In Silico Evaluation of Phytochemicals from Icacina Trichantha as Potential Anti-Tuberculosis Agents

Abstract

The emergence of drug-resistant strains of Mycobacterium tuberculosis and the limitations of current therapies has necessitated a search for more effective drugs for tuberculosis. This study investigates phytoconstituents from the Icacina trichantha tubers as potential anti- tuberculosis agents. A molecular docking approach, employing SwissDock, was used to evaluate the interactions of twenty (20) phytoconstituents with key M. tuberculosis proteins, including DprE1 (6HEZ), InhA (1ENY), KasA (2WGE), PanK type 1 (4BFT), PknB (2FUM), and Pks13 (5V3X).
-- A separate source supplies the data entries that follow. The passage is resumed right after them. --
impl<S: FrameSource> CaptureLoop<S> {
    pub fn new(source: S, output_dir: impl Into<PathBuf>, settings: CaptureSettings, writer: WriterConfig) -> Self {
        Self {
            source,
            output_dir: output_dir.into(),
            settings,
            writer,
            queues: QueueConfig::default(),
            preview: None,
            tap: None,
            state: CaptureState::Starting,
        }
    }

    pub fn with_queues(mut self, queues: QueueConfig) -> Self {
        self.queues = queues;
        self
    }

    /// Render decimated infrared frames into `sink`; a message on `abort`
    /// closes the preview without stopping the recording
    pub fn with_preview(mut self, sink: Box<dyn PreviewSink>, abort: Receiver<()>) -> Self {
        self.preview = Some(PreviewSetup { sink, abort });
        self
    }

    /// Feed every Nth infrared frame to an external consumer
    pub fn with_tap(mut self, tap: Sender<Handoff<TapFrame>>) -> Self {
        self.tap = Some(tap);
        self
    }

    fn transition(&mut self, next: CaptureState) {
        log::debug!("[Capture {}] {:?} -> {:?}", self.source.name(), self.state, next);
        self.state = next;
    }

    /// Record until the duration elapses or the device fails, then shut down
    /// the workers and write the timestamp files
    pub fn run(mut self) -> Result<CaptureReport> {
        let camera = self.source.name().to_string();

        // Workers first, so the first frame never waits on a thread spawn
        let (writer_tx, writer_rx) = bounded(self.queues.writer.max(1));
        let (fault_tx, fault_rx) = bounded::<WriterFault>(1);
        let writer = FrameWriter::spawn(writer_rx, self.writer.clone(), fault_tx)?;

        let mut preview_tx = None;
        let mut preview_worker = None;
        if let Some(setup) = self.preview.take() {
            let (tx, rx) = bounded(self.queues.preview.max(1));
            match PreviewWorker::spawn(rx, setup.sink, setup.abort) {
                Ok(worker) => {
                    preview_tx = Some(tx);
                    preview_worker = Some(worker);
                }
                Err(e) => log::warn!("[Capture {}] Preview unavailable: {}", camera, e),
            }
        }
        let mut fanout = Fanout::new(&camera, &self.settings, writer_tx, preview_tx, self.tap.take());

        if let Err(e) = self.source.start() {
            log::error!("[Capture {}] Failed to start device: {}", camera, e);
            self.transition(CaptureState::Failed);
            self.source.stop();
            fanout.end_of_stream();
            if let Err(writer_err) = writer.join() {
                log::warn!("[Capture {}] Writer: {}", camera, writer_err);
            }
            if let Some(worker) = preview_worker {
                let _ = worker.join();
            }
            return Err(CaptureError::Source(e));
        }

        self.transition(CaptureState::Recording);
        log::info!(
            "[Capture {}] Recording for {:.1} s",
            camera,
            self.settings.duration.as_secs_f64()
        );

        let mut timestamps = TimestampSeries::new();
        let mut frames = 0u64;
        let mut dropped = 0u64;
        let mut stop_reason = StopReason::DurationElapsed;

        let started = Instant::now();
        while started.elapsed() < self.settings.duration {
            if let Ok(WriterFault(message)) = fault_rx.try_recv() {
                stop_reason = StopReason::WriterFault(message);
                break;
            }

            let pair = match self.source.next_frame() {
                Ok(Capture::Frame(pair)) => pair,
                Ok(Capture::Dropped) => {
                    dropped += 1;
                    log::debug!("[Capture {}] Dropped frame", camera);
                    continue;
                }
                Err(SourceError::StreamInterrupted(message)) => {
                    log::warn!("[Capture {}] Recording stopped early: {}", camera, message);
                    stop_reason = StopReason::StreamInterrupted(message);
                    break;
                }
                Err(e) => {
                    log::error!("[Capture {}] Recording stopped early: {}", camera, e);
                    stop_reason = StopReason::DeviceError(e.to_string());
                    break;
                }
            };

            let (host, device) = (pair.host_timestamp, pair.device_timestamp_usec);
            if !fanout.dispatch(pair, frames) {
                stop_reason = StopReason::WriterFault("writer queue closed".into());
                break;
            }
            timestamps.push(host, device);
            frames += 1;

            if self.settings.display_time && frames % self.settings.progress_every.max(1) == 0 {
                print!(
                    "\rRecorded {} out of {} seconds",
                    started.elapsed().as_secs(),
                    self.settings.duration.as_secs_f64()
                );
                let _ = std::io::stdout().flush();
            }
        }
        let elapsed = started.elapsed();

        // Stopping: device first, then one marker per queue, writer first
        self.transition(CaptureState::Stopping);
        self.source.stop();
        fanout.end_of_stream();

        let writer_result = writer.join();
        let preview = match preview_worker {
            Some(worker) => match worker.join() {
                Ok(report) => Some(report),
                Err(e) => {
                    log::warn!("[Capture {}] {}", camera, e);
                    None
                }
            },
            None => None,
        };

        let writer_report = match writer_result {
            Ok(report) => report,
            Err(e) => {
                self.transition(CaptureState::Failed);
                log::error!(
                    "[Capture {}] Session failed after {} frames; timestamps not written",
                    camera,
                    frames
                );
                return Err(CaptureError::Writer(e));
            }
        };

        if writer_report.frames_written != frames {
            log::error!(
                "[Capture {}] Writer encoded {} frames but {} were captured",
                camera,
                writer_report.frames_written,
                frames
            );
        }

        timestamps.write(&self.output_dir)?;
        let frame_rate = timestamps.frame_rate();
        self.transition(CaptureState::Stopped);

        if self.settings.display_time {
            println!();
        }
        match frame_rate {
            Some(rate) => println!(" - {}: {} frames, frame rate = {:.3}", camera, frames, rate),
            None => println!(" - {}: {} frames", camera, frames),
        }
        if dropped > 0 {
            log::info!("[Capture {}] {} dropped frames", camera, dropped);
        }

        Ok(CaptureReport {
            state: self.state,
            stop_reason,
            frames,
            dropped,
            preview_enqueued: fanout.preview_enqueued,
            preview_skipped: fanout.preview_skipped,
            tap_enqueued: fanout.tap_enqueued,
            timestamps,
            frame_rate,
            elapsed,
            writer: writer_report,
            preview,
        })
    }
}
Furthermore, the compounds were screened for drug-likeness and toxicity using SwissADME and admetSAR, respectively. The results revealed that most phytochemicals exhibited superior binding affinities compared to standard anti-tuberculosis drugs. Icaceine, humirantholide C, icacinlactone G, 17-hydroxyicacinol, and hydroxyicacinlactone B were identified as the most promising candidates based on their binding energies. Drug-likeness evaluations confirmed that all the compounds met Lipinski’s criteria. Toxicological analysis (using admetSAR) revealed that the compounds were non-carcinogenic, non-AMES toxic, and weak HERG channel inhibitors, however, in vitro and in vivo assessments are needed to validate these findings. This study highlights the potential of phytochemicals in tubers of Icacina trichantha as promising leads for anti-tuberculosis drug development.